- [ASSIGNMENT] Lines with the word "CategorySelection" are the ones wanted. Copy each of them from the entries below.

- [DATA FOR ANALYSIS]

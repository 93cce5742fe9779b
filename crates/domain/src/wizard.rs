//! Guided entry of a workout.
//!
//! A [`Wizard`] stages the whole workout locally. Nothing is written until [`Wizard::save`]
//! produces an [`Outcome`], which the caller applies to the data store as a single update.

use std::collections::BTreeMap;

use chrono::NaiveDate;
use log::debug;

use crate::{
    Category, ExerciseEntry, Name, Reps, SetEntry, Weight, WizardError, Workout, WorkoutDraft,
    WorkoutID, history, recommendation,
};

#[derive(Debug, Clone, Copy, PartialEq, Eq)]
pub enum Step {
    CategorySelection,
    ExerciseSelection,
    ExerciseCapture(usize),
    Summary,
}

#[derive(Debug, Clone, PartialEq)]
pub enum Outcome {
    Created(WorkoutDraft),
    Edited(Workout),
}

/// Set recorded at the same position in the previous session of an exercise.
#[derive(Debug, Clone, Copy, PartialEq)]
pub struct SetHint {
    pub previous: SetEntry,
    pub target: Weight,
}

#[derive(Debug, Clone)]
pub struct Wizard {
    date: NaiveDate,
    original: Option<(WorkoutID, Name)>,
    catalog: BTreeMap<Category, Vec<Name>>,
    history: Vec<Workout>,
    step: Step,
    category: Category,
    selection: Vec<Name>,
    results: Vec<ExerciseEntry>,
    sets: Vec<SetEntry>,
}

impl Wizard {
    /// Starts the entry of a new workout.
    ///
    /// `catalog` holds the merged exercise list of every category and `history` the workouts of
    /// the user, both as of the start of the entry.
    #[must_use]
    pub fn new(
        date: NaiveDate,
        catalog: BTreeMap<Category, Vec<Name>>,
        history: Vec<Workout>,
    ) -> Self {
        Self {
            date,
            original: None,
            catalog,
            history,
            step: Step::CategorySelection,
            category: Category::ChestBiceps,
            selection: vec![],
            results: vec![],
            sets: vec![],
        }
    }

    /// Starts editing an existing workout at its first exercise.
    #[must_use]
    pub fn edit(workout: Workout, history: Vec<Workout>) -> Self {
        let mut wizard = Self {
            date: workout.date,
            original: Some((workout.id, workout.user_id)),
            catalog: BTreeMap::new(),
            history,
            step: Step::ExerciseCapture(0),
            category: workout.category,
            selection: workout.exercises.iter().map(|e| e.name.clone()).collect(),
            results: workout.exercises,
            sets: vec![],
        };
        wizard.load_sets();
        wizard
    }

    #[must_use]
    pub fn step(&self) -> Step {
        self.step
    }

    #[must_use]
    pub fn date(&self) -> NaiveDate {
        self.date
    }

    #[must_use]
    pub fn category(&self) -> Category {
        self.category
    }

    #[must_use]
    pub fn is_editing(&self) -> bool {
        self.original.is_some()
    }

    /// Exercises offered for selection in the chosen category.
    #[must_use]
    pub fn candidates(&self) -> &[Name] {
        self.catalog
            .get(&self.category)
            .map(Vec::as_slice)
            .unwrap_or_default()
    }

    /// Exercises to be captured, in catalog order.
    #[must_use]
    pub fn selection(&self) -> &[Name] {
        &self.selection
    }

    #[must_use]
    pub fn is_selected(&self, name: &Name) -> bool {
        self.selection.contains(name)
    }

    pub fn select_category(&mut self, category: Category) -> Result<(), WizardError> {
        if self.step != Step::CategorySelection {
            return Err(WizardError::NotAvailable);
        }

        self.category = category;
        self.selection = self.candidates().to_vec();
        self.step = Step::ExerciseSelection;

        Ok(())
    }

    pub fn toggle_exercise(&mut self, name: &Name) -> Result<(), WizardError> {
        if self.step != Step::ExerciseSelection {
            return Err(WizardError::NotAvailable);
        }

        let selected = !self.is_selected(name);
        self.selection = self
            .candidates()
            .iter()
            .filter(|c| {
                if *c == name {
                    selected
                } else {
                    self.selection.contains(*c)
                }
            })
            .cloned()
            .collect();

        Ok(())
    }

    pub fn start_capture(&mut self) -> Result<(), WizardError> {
        if self.step != Step::ExerciseSelection {
            return Err(WizardError::NotAvailable);
        }

        if self.selection.is_empty() {
            return Err(WizardError::EmptySelection);
        }

        let selection = &self.selection;
        self.results.retain(|r| selection.contains(&r.name));
        self.enter_capture(0);

        Ok(())
    }

    /// Exercise shown in the current capture step.
    #[must_use]
    pub fn current_exercise(&self) -> Option<&Name> {
        match self.step {
            Step::ExerciseCapture(index) => self.selection.get(index),
            _ => None,
        }
    }

    /// Working sets of the current capture step.
    #[must_use]
    pub fn sets(&self) -> &[SetEntry] {
        &self.sets
    }

    #[must_use]
    pub fn hint(&self, index: usize) -> Option<SetHint> {
        let exercise = self.current_exercise()?;
        let previous =
            *history::latest_sets_for_exercise(&self.history, exercise, self.excluded())?
                .get(index)?;
        Some(SetHint {
            previous,
            target: recommendation::target_weight(previous.weight),
        })
    }

    /// Appends a copy of the last set.
    pub fn add_set(&mut self) -> Result<(), WizardError> {
        self.ensure_capture()?;
        let set = self.sets.last().copied().unwrap_or_default();
        self.sets.push(set);
        Ok(())
    }

    /// Removes a set, keeping at least one.
    pub fn remove_set(&mut self, index: usize) -> Result<(), WizardError> {
        self.ensure_capture()?;
        if self.sets.len() > 1 && index < self.sets.len() {
            self.sets.remove(index);
        }
        Ok(())
    }

    pub fn set_weight(&mut self, index: usize, weight: Weight) -> Result<(), WizardError> {
        self.ensure_capture()?;
        if let Some(set) = self.sets.get_mut(index) {
            set.weight = weight;
        }
        Ok(())
    }

    pub fn set_reps(&mut self, index: usize, reps: Reps) -> Result<(), WizardError> {
        self.ensure_capture()?;
        if let Some(set) = self.sets.get_mut(index) {
            set.reps = reps;
        }
        Ok(())
    }

    pub fn input_weight(&mut self, index: usize, input: &str) -> Result<(), WizardError> {
        self.set_weight(index, Weight::parse_or_zero(input))
    }

    pub fn input_reps(&mut self, index: usize, input: &str) -> Result<(), WizardError> {
        self.set_reps(index, Reps::parse_or_zero(input))
    }

    /// Records the current sets and advances to the next exercise or the summary.
    pub fn next(&mut self) -> Result<(), WizardError> {
        let Step::ExerciseCapture(index) = self.step else {
            return Err(WizardError::NotAvailable);
        };
        let Some(name) = self.selection.get(index).cloned() else {
            return Err(WizardError::NotAvailable);
        };

        let entry = ExerciseEntry {
            name,
            sets: std::mem::take(&mut self.sets),
        };
        match self.results.iter_mut().find(|r| r.name == entry.name) {
            Some(result) => *result = entry,
            None => self.results.push(entry),
        }

        if index + 1 < self.selection.len() {
            self.enter_capture(index + 1);
        } else {
            self.step = Step::Summary;
        }

        Ok(())
    }

    /// Returns to the previous step without recording the current sets.
    pub fn back(&mut self) -> Result<(), WizardError> {
        match self.step {
            Step::ExerciseCapture(index) if index > 0 => {
                self.enter_capture(index - 1);
            }
            Step::ExerciseCapture(_) if !self.is_editing() => {
                self.sets.clear();
                self.step = Step::ExerciseSelection;
            }
            Step::ExerciseSelection => {
                self.selection.clear();
                self.results.clear();
                self.step = Step::CategorySelection;
            }
            _ => return Err(WizardError::NotAvailable),
        }

        Ok(())
    }

    /// Returns from the summary to the last exercise.
    pub fn revise(&mut self) -> Result<(), WizardError> {
        if self.step != Step::Summary || self.selection.is_empty() {
            return Err(WizardError::NotAvailable);
        }

        self.enter_capture(self.selection.len() - 1);

        Ok(())
    }

    /// Recorded exercises in capture order.
    #[must_use]
    pub fn exercises(&self) -> Vec<ExerciseEntry> {
        self.selection
            .iter()
            .filter_map(|name| self.results.iter().find(|r| r.name == *name))
            .cloned()
            .collect()
    }

    /// Names and set counts of the recorded exercises.
    #[must_use]
    pub fn summary(&self) -> Vec<(Name, usize)> {
        self.exercises()
            .into_iter()
            .map(|e| (e.name, e.sets.len()))
            .collect()
    }

    pub fn save(&self) -> Result<Outcome, WizardError> {
        if self.step != Step::Summary {
            return Err(WizardError::NotAvailable);
        }

        let draft = WorkoutDraft {
            date: self.date,
            category: self.category,
            exercises: self.exercises(),
        };

        Ok(match &self.original {
            Some((id, user_id)) => Outcome::Edited(draft.into_workout(*id, user_id.clone())),
            None => Outcome::Created(draft),
        })
    }

    /// Discards the staged workout.
    pub fn cancel(self) {
        debug!("discarding workout entry of {}", self.date);
    }

    fn excluded(&self) -> Option<WorkoutID> {
        self.original.as_ref().map(|(id, _)| *id)
    }

    fn ensure_capture(&self) -> Result<(), WizardError> {
        match self.step {
            Step::ExerciseCapture(_) => Ok(()),
            _ => Err(WizardError::NotAvailable),
        }
    }

    fn enter_capture(&mut self, index: usize) {
        self.step = Step::ExerciseCapture(index);
        self.load_sets();
    }

    fn load_sets(&mut self) {
        let sets = match self.current_exercise() {
            Some(name) => match self.results.iter().find(|r| r.name == *name) {
                Some(result) => result.sets.clone(),
                None => recommendation::suggest_next_sets(history::latest_sets_for_exercise(
                    &self.history,
                    name,
                    self.excluded(),
                )),
            },
            None => vec![],
        };
        self.sets = sets;
    }
}
use chrono::NaiveDate;
use log::{debug, error};

use crate::{
    Action, AppData, AuthError, Category, Name, Outcome, ReadError, ServiceError, User, Wizard,
    Workout, WorkoutID, WriteError,
};

pub trait DataRepository {
    fn read_data(&self) -> Result<AppData, ReadError>;
    fn write_data(&self, data: &AppData) -> Result<(), WriteError>;
}

pub trait SessionRepository {
    fn read_session(&self) -> Result<Option<Name>, ReadError>;
    fn write_session(&self, login: &Name) -> Result<(), WriteError>;
    fn delete_session(&self) -> Result<(), WriteError>;
}

macro_rules! log_on_error {
    ($result: expr, $action: literal, $entity: literal) => {{
        let result = $result;
        if let Err(ref err) = result {
            error!("failed to {} {}: {err}", $action, $entity);
        }
        result
    }};
}

/// Entry point for all user actions.
///
/// The data is loaded once and every change is written back as a whole before the call returns.
pub struct Service<R> {
    repository: R,
    data: AppData,
    session: Option<Name>,
}

impl<R> Service<R>
where
    R: DataRepository + SessionRepository,
{
    pub fn new(repository: R) -> Result<Self, ReadError> {
        let data = log_on_error!(repository.read_data(), "read", "data")?;
        let session = log_on_error!(repository.read_session(), "read", "session")?
            .filter(|login| data.users.contains_key(login));
        debug!(
            "loaded {} users and {} workouts",
            data.users.len(),
            data.workouts.len()
        );
        Ok(Self {
            repository,
            data,
            session,
        })
    }

    #[must_use]
    pub fn data(&self) -> &AppData {
        &self.data
    }

    #[must_use]
    pub fn current_user(&self) -> Option<&User> {
        self.session
            .as_ref()
            .and_then(|login| self.data.user(login))
    }

    pub fn register(&mut self, login: &str, password_hash: &str) -> Result<User, ServiceError> {
        let user = User::new(login, password_hash)?;
        self.update(Action::Register(user.clone()))?;
        self.start_session(&user.login)?;
        Ok(user)
    }

    pub fn login(&mut self, login: &str, password_hash: &str) -> Result<User, ServiceError> {
        let user = self.data.authenticate(login, password_hash)?.clone();
        self.start_session(&user.login)?;
        Ok(user)
    }

    pub fn logout(&mut self) -> Result<(), ServiceError> {
        log_on_error!(self.repository.delete_session(), "delete", "session")?;
        self.session = None;
        Ok(())
    }

    /// Merged exercise list of a category for the current user.
    pub fn exercises(&self, category: Category) -> Result<Vec<Name>, ServiceError> {
        Ok(self.data.exercises(self.session_login()?, category))
    }

    pub fn custom_exercises(&self, category: Category) -> Result<&[Name], ServiceError> {
        Ok(self.data.custom_exercises.of(self.session_login()?, category))
    }

    pub fn add_custom_exercise(
        &mut self,
        category: Category,
        name: &str,
    ) -> Result<Name, ServiceError> {
        let name = Name::new(name).map_err(crate::CatalogError::from)?;
        self.update(Action::AddCustomExercise {
            user: self.session_login()?.clone(),
            category,
            name: name.clone(),
        })?;
        Ok(name)
    }

    pub fn delete_custom_exercise(
        &mut self,
        category: Category,
        name: &str,
    ) -> Result<(), ServiceError> {
        let Ok(name) = Name::new(name) else {
            return Ok(());
        };
        self.update(Action::DeleteCustomExercise {
            user: self.session_login()?.clone(),
            category,
            name,
        })
    }

    pub fn workouts(&self) -> Result<Vec<&Workout>, ServiceError> {
        Ok(self.data.workouts_of(self.session_login()?).collect())
    }

    pub fn workouts_on(&self, date: NaiveDate) -> Result<Vec<&Workout>, ServiceError> {
        Ok(self.data.workouts_on(self.session_login()?, date))
    }

    pub fn new_wizard(&self, date: NaiveDate) -> Result<Wizard, ServiceError> {
        Ok(self.data.new_wizard(self.session_login()?, date))
    }

    pub fn edit_wizard(&self, id: WorkoutID) -> Result<Wizard, ServiceError> {
        Ok(self.data.edit_wizard(self.session_login()?, id)?)
    }

    /// Stores the result of a completed wizard.
    pub fn commit(&mut self, outcome: Outcome) -> Result<Workout, ServiceError> {
        let login = self.session_login()?.clone();
        let (workout, action) = match outcome {
            Outcome::Created(draft) => {
                let workout = draft.into_workout(WorkoutID::new_random(), login);
                (workout.clone(), Action::AddWorkout(workout))
            }
            Outcome::Edited(workout) => {
                if workout.user_id != login {
                    return Err(crate::WorkoutError::Foreign.into());
                }
                (workout.clone(), Action::ReplaceWorkout(workout))
            }
        };
        self.update(action)?;
        Ok(workout)
    }

    pub fn delete_workout(&mut self, id: WorkoutID) -> Result<(), ServiceError> {
        self.update(Action::DeleteWorkout {
            user: self.session_login()?.clone(),
            id,
        })
    }

    fn session_login(&self) -> Result<&Name, AuthError> {
        self.session.as_ref().ok_or(AuthError::NoSession)
    }

    fn start_session(&mut self, login: &Name) -> Result<(), ServiceError> {
        log_on_error!(self.repository.write_session(login), "write", "session")?;
        self.session = Some(login.clone());
        Ok(())
    }

    fn update(&mut self, action: Action) -> Result<(), ServiceError> {
        let data = self.data.apply(action)?;
        log_on_error!(self.repository.write_data(&data), "write", "data")?;
        self.data = data;
        Ok(())
    }
}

- [WRITTEN RESPONSE]
    CategorySelection,
            step: Step::CategorySelection,
        if self.step != Step::CategorySelection {
                self.step = Step::CategorySelection;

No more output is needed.